## Your task
Word for word, copy every line of the data.
The input: Begin
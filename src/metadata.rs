//! Collection of `@meta(name:, content:)` annotations linked from the hive
//! specification, and of the `@tag` names present in a composed supergraph.
//!
//! Metadata rides along with composition but never influences it: the
//! annotations are harvested here and reported next to the composed SDL.

use apollo_compiler::Node;
use apollo_compiler::Schema;
use apollo_compiler::ast::Directive;
use apollo_compiler::schema::ExtendedType;
use indexmap::IndexMap;
use serde::Serialize;
use std::collections::BTreeMap;
use std::collections::BTreeSet;

use crate::link::database::links_metadata;
use crate::link::spec::Identity;
use crate::link::spec::Version;
use crate::link::spec::LinkVersion;
use crate::subgraph::Subgraph;

/// One `@meta` application, attributed to the subgraph it came from.
#[derive(Debug, Clone, PartialEq, Eq, Serialize)]
pub struct MetadataAttribute {
    pub name: String,
    pub content: String,
    pub source: String,
}

/// `Type.field` coordinate -> metadata attributes, in schema order.
pub type SchemaMetadata = IndexMap<String, Vec<MetadataAttribute>>;

/// Pushes schema-level `@meta` applications down to every object and
/// interface field, and type-level applications down to that type's fields.
/// Only subgraphs linking `hive/v1.x` participate; anything else is left
/// untouched.
pub fn propagate_metadata(subgraph: &mut Subgraph) {
    let links = subgraph.links();
    if !links.matches_implementation(
        &Identity::hive_identity(),
        &LinkVersion::Compatible(Version { major: 1, minor: 0 }),
    ) {
        return;
    }
    let meta_name = links.resolve_import_name(&Identity::hive_identity(), "@meta");

    let schema_metas: Vec<Node<Directive>> = subgraph
        .schema
        .schema_definition
        .directives
        .get_all(&meta_name)
        .map(|directive| directive.node.clone())
        .collect();

    for ty in subgraph.schema.types.values_mut() {
        let (type_metas, fields) = match ty {
            ExtendedType::Object(obj) => {
                let obj = obj.make_mut();
                let metas: Vec<Node<Directive>> = obj
                    .directives
                    .get_all(&meta_name)
                    .map(|directive| directive.node.clone())
                    .collect();
                (metas, &mut obj.fields)
            }
            ExtendedType::Interface(interface) => {
                let interface = interface.make_mut();
                let metas: Vec<Node<Directive>> = interface
                    .directives
                    .get_all(&meta_name)
                    .map(|directive| directive.node.clone())
                    .collect();
                (metas, &mut interface.fields)
            }
            _ => continue,
        };
        for field in fields.values_mut() {
            let field = field.make_mut();
            for meta in schema_metas.iter().chain(type_metas.iter()) {
                field.directives.push(meta.clone());
            }
        }
    }
}

/// Collects well-formed `@meta` applications from every object and interface
/// field of `schema`, keyed by `Type.field`. Applications missing either
/// argument (or carrying non-string values) are skipped.
pub fn extract_metadata(schema: &Schema, source: &str) -> SchemaMetadata {
    let links = links_metadata(schema);
    if !links.matches_implementation(
        &Identity::hive_identity(),
        &LinkVersion::Compatible(Version { major: 1, minor: 0 }),
    ) {
        return SchemaMetadata::default();
    }
    let meta_name = links.resolve_import_name(&Identity::hive_identity(), "@meta");

    let mut metadata = SchemaMetadata::default();
    for (type_name, ty) in &schema.types {
        if ty.is_built_in() || links.source_link_of_type(type_name).is_some() {
            continue;
        }
        let fields = match ty {
            ExtendedType::Object(obj) => &obj.fields,
            ExtendedType::Interface(interface) => &interface.fields,
            _ => continue,
        };
        for (field_name, field) in fields {
            for directive in field.directives.get_all(&meta_name) {
                let name = directive
                    .specified_argument_by_name("name")
                    .and_then(|value| value.as_str());
                let content = directive
                    .specified_argument_by_name("content")
                    .and_then(|value| value.as_str());
                let (Some(name), Some(content)) = (name, content) else {
                    continue;
                };
                metadata
                    .entry(format!("{type_name}.{field_name}"))
                    .or_default()
                    .push(MetadataAttribute {
                        name: name.to_string(),
                        content: content.to_string(),
                        source: source.to_string(),
                    });
            }
        }
    }
    metadata
}

/// Unions per-coordinate attribute lists across subgraphs, preserving the
/// order subgraphs contributed them in.
pub fn merge_metadata(maps: impl IntoIterator<Item = SchemaMetadata>) -> SchemaMetadata {
    let mut merged = SchemaMetadata::default();
    for map in maps {
        for (coordinate, attributes) in map {
            merged.entry(coordinate).or_default().extend(attributes);
        }
    }
    merged
}

/// Groups the distinct contents of every metadata name, sorted for a stable
/// report shape.
pub fn metadata_attributes(metadata: &SchemaMetadata) -> BTreeMap<String, Vec<String>> {
    let mut grouped: BTreeMap<String, BTreeSet<String>> = BTreeMap::new();
    for attribute in metadata.values().flatten() {
        grouped
            .entry(attribute.name.clone())
            .or_default()
            .insert(attribute.content.clone());
    }
    grouped
        .into_iter()
        .map(|(name, contents)| (name, contents.into_iter().collect()))
        .collect()
}

/// Every `@tag(name:)` value applied anywhere in `schema`, under the
/// schema's resolved tag directive name, sorted and deduplicated.
pub fn extract_tags(schema: &Schema) -> Vec<String> {
    let links = links_metadata(schema);
    let tag_name = links.resolve_import_name(&Identity::tag_identity(), "@tag");

    let mut tags: BTreeSet<String> = BTreeSet::new();
    let mut note = |directive: &Directive| {
        if let Some(name) = directive
            .specified_argument_by_name("name")
            .and_then(|value| value.as_str())
        {
            tags.insert(name.to_string());
        }
    };

    for directive in schema.schema_definition.directives.get_all(&tag_name) {
        note(directive);
    }
    for ty in schema.types.values() {
        if ty.is_built_in() {
            continue;
        }
        for directive in ty.directives().get_all(&tag_name) {
            note(directive);
        }
        match ty {
            ExtendedType::Object(obj) => {
                for field in obj.fields.values() {
                    for directive in field.directives.get_all(&tag_name) {
                        note(directive);
                    }
                    for arg in &field.arguments {
                        for directive in arg.directives.get_all(&tag_name) {
                            note(directive);
                        }
                    }
                }
            }
            ExtendedType::Interface(interface) => {
                for field in interface.fields.values() {
                    for directive in field.directives.get_all(&tag_name) {
                        note(directive);
                    }
                    for arg in &field.arguments {
                        for directive in arg.directives.get_all(&tag_name) {
                            note(directive);
                        }
                    }
                }
            }
            ExtendedType::InputObject(input) => {
                for field in input.fields.values() {
                    for directive in field.directives.get_all(&tag_name) {
                        note(directive);
                    }
                }
            }
            ExtendedType::Enum(enum_) => {
                for value in enum_.values.values() {
                    for directive in value.directives.get_all(&tag_name) {
                        note(directive);
                    }
                }
            }
            ExtendedType::Scalar(_) | ExtendedType::Union(_) => {}
        }
    }

    tags.into_iter().collect()
}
The input: End
## Your solution
filename src/metadata.rs
//! Collection of `@meta(name:, content:)` annotations linked from the hive
//! specification, and of the `@tag` names present in a composed supergraph.
//!
//! Metadata rides along with composition but never influences it: the
//! annotations are harvested here and reported next to the composed SDL.

use apollo_compiler::Node;
use apollo_compiler::Schema;
use apollo_compiler::ast::Directive;
use apollo_compiler::schema::ExtendedType;
use indexmap::IndexMap;
use serde::Serialize;
use std::collections::BTreeMap;
use std::collections::BTreeSet;

use crate::link::database::links_metadata;
use crate::link::spec::Identity;
use crate::link::spec::Version;
use crate::link::spec::LinkVersion;
use crate::subgraph::Subgraph;

/// One `@meta` application, attributed to the subgraph it came from.
#[derive(Debug, Clone, PartialEq, Eq, Serialize)]
pub struct MetadataAttribute {
    pub name: String,
    pub content: String,
    pub source: String,
}

/// `Type.field` coordinate -> metadata attributes, in schema order.
pub type SchemaMetadata = IndexMap<String, Vec<MetadataAttribute>>;

/// Pushes schema-level `@meta` applications down to every object and
/// interface field, and type-level applications down to that type's fields.
/// Only subgraphs linking `hive/v1.x` participate; anything else is left
/// untouched.
pub fn propagate_metadata(subgraph: &mut Subgraph) {
    let links = subgraph.links();
    if !links.matches_implementation(
        &Identity::hive_identity(),
        &LinkVersion::Compatible(Version { major: 1, minor: 0 }),
    ) {
        return;
    }
    let meta_name = links.resolve_import_name(&Identity::hive_identity(), "@meta");

    let schema_metas: Vec<Node<Directive>> = subgraph
        .schema
        .schema_definition
        .directives
        .get_all(&meta_name)
        .map(|directive| directive.node.clone())
        .collect();

    for ty in subgraph.schema.types.values_mut() {
        let (type_metas, fields) = match ty {
            ExtendedType::Object(obj) => {
                let obj = obj.make_mut();
                let metas: Vec<Node<Directive>> = obj
                    .directives
                    .get_all(&meta_name)
                    .map(|directive| directive.node.clone())
                    .collect();
                (metas, &mut obj.fields)
            }
            ExtendedType::Interface(interface) => {
                let interface = interface.make_mut();
                let metas: Vec<Node<Directive>> = interface
                    .directives
                    .get_all(&meta_name)
                    .map(|directive| directive.node.clone())
                    .collect();
                (metas, &mut interface.fields)
            }
            _ => continue,
        };
        for field in fields.values_mut() {
            let field = field.make_mut();
            for meta in schema_metas.iter().chain(type_metas.iter()) {
                field.directives.push(meta.clone());
            }
        }
    }
}

/// Collects well-formed `@meta` applications from every object and interface
/// field of `schema`, keyed by `Type.field`. Applications missing either
/// argument (or carrying non-string values) are skipped.
pub fn extract_metadata(schema: &Schema, source: &str) -> SchemaMetadata {
    let links = links_metadata(schema);
    if !links.matches_implementation(
        &Identity::hive_identity(),
        &LinkVersion::Compatible(Version { major: 1, minor: 0 }),
    ) {
        return SchemaMetadata::default();
    }
    let meta_name = links.resolve_import_name(&Identity::hive_identity(), "@meta");

    let mut metadata = SchemaMetadata::default();
    for (type_name, ty) in &schema.types {
        if ty.is_built_in() || links.source_link_of_type(type_name).is_some() {
            continue;
        }
        let fields = match ty {
            ExtendedType::Object(obj) => &obj.fields,
            ExtendedType::Interface(interface) => &interface.fields,
            _ => continue,
        };
        for (field_name, field) in fields {
            for directive in field.directives.get_all(&meta_name) {
                let name = directive
                    .specified_argument_by_name("name")
                    .and_then(|value| value.as_str());
                let content = directive
                    .specified_argument_by_name("content")
                    .and_then(|value| value.as_str());
                let (Some(name), Some(content)) = (name, content) else {
                    continue;
                };
                metadata
                    .entry(format!("{type_name}.{field_name}"))
                    .or_default()
                    .push(MetadataAttribute {
                        name: name.to_string(),
                        content: content.to_string(),
                        source: source.to_string(),
                    });
            }
        }
    }
    metadata
}

/// Unions per-coordinate attribute lists across subgraphs, preserving the
/// order subgraphs contributed them in.
pub fn merge_metadata(maps: impl IntoIterator<Item = SchemaMetadata>) -> SchemaMetadata {
    let mut merged = SchemaMetadata::default();
    for map in maps {
        for (coordinate, attributes) in map {
            merged.entry(coordinate).or_default().extend(attributes);
        }
    }
    merged
}

/// Groups the distinct contents of every metadata name, sorted for a stable
/// report shape.
pub fn metadata_attributes(metadata: &SchemaMetadata) -> BTreeMap<String, Vec<String>> {
    let mut grouped: BTreeMap<String, BTreeSet<String>> = BTreeMap::new();
    for attribute in metadata.values().flatten() {
        grouped
            .entry(attribute.name.clone())
            .or_default()
            .insert(attribute.content.clone());
    }
    grouped
        .into_iter()
        .map(|(name, contents)| (name, contents.into_iter().collect()))
        .collect()
}

/// Every `@tag(name:)` value applied anywhere in `schema`, under the
/// schema's resolved tag directive name, sorted and deduplicated.
pub fn extract_tags(schema: &Schema) -> Vec<String> {
    let links = links_metadata(schema);
    let tag_name = links.resolve_import_name(&Identity::tag_identity(), "@tag");

    let mut tags: BTreeSet<String> = BTreeSet::new();
    let mut note = |directive: &Directive| {
        if let Some(name) = directive
            .specified_argument_by_name("name")
            .and_then(|value| value.as_str())
        {
            tags.insert(name.to_string());
        }
    };

    for directive in schema.schema_definition.directives.get_all(&tag_name) {
        note(directive);
    }
    for ty in schema.types.values() {
        if ty.is_built_in() {
            continue;
        }
        for directive in ty.directives().get_all(&tag_name) {
            note(directive);
        }
        match ty {
            ExtendedType::Object(obj) => {
                for field in obj.fields.values() {
                    for directive in field.directives.get_all(&tag_name) {
                        note(directive);
                    }
                    for arg in &field.arguments {
                        for directive in arg.directives.get_all(&tag_name) {
                            note(directive);
                        }
                    }
                }
            }
            ExtendedType::Interface(interface) => {
                for field in interface.fields.values() {
                    for directive in field.directives.get_all(&tag_name) {
                        note(directive);
                    }
                    for arg in &field.arguments {
                        for directive in arg.directives.get_all(&tag_name) {
                            note(directive);
                        }
                    }
                }
            }
            ExtendedType::InputObject(input) => {
                for field in input.fields.values() {
                    for directive in field.directives.get_all(&tag_name) {
                        note(directive);
                    }
                }
            }
            ExtendedType::Enum(enum_) => {
                for value in enum_.values.values() {
                    for directive in value.directives.get_all(&tag_name) {
                        note(directive);
                    }
                }
            }
            ExtendedType::Scalar(_) | ExtendedType::Union(_) => {}
        }
    }

    tags.into_iter().collect()
}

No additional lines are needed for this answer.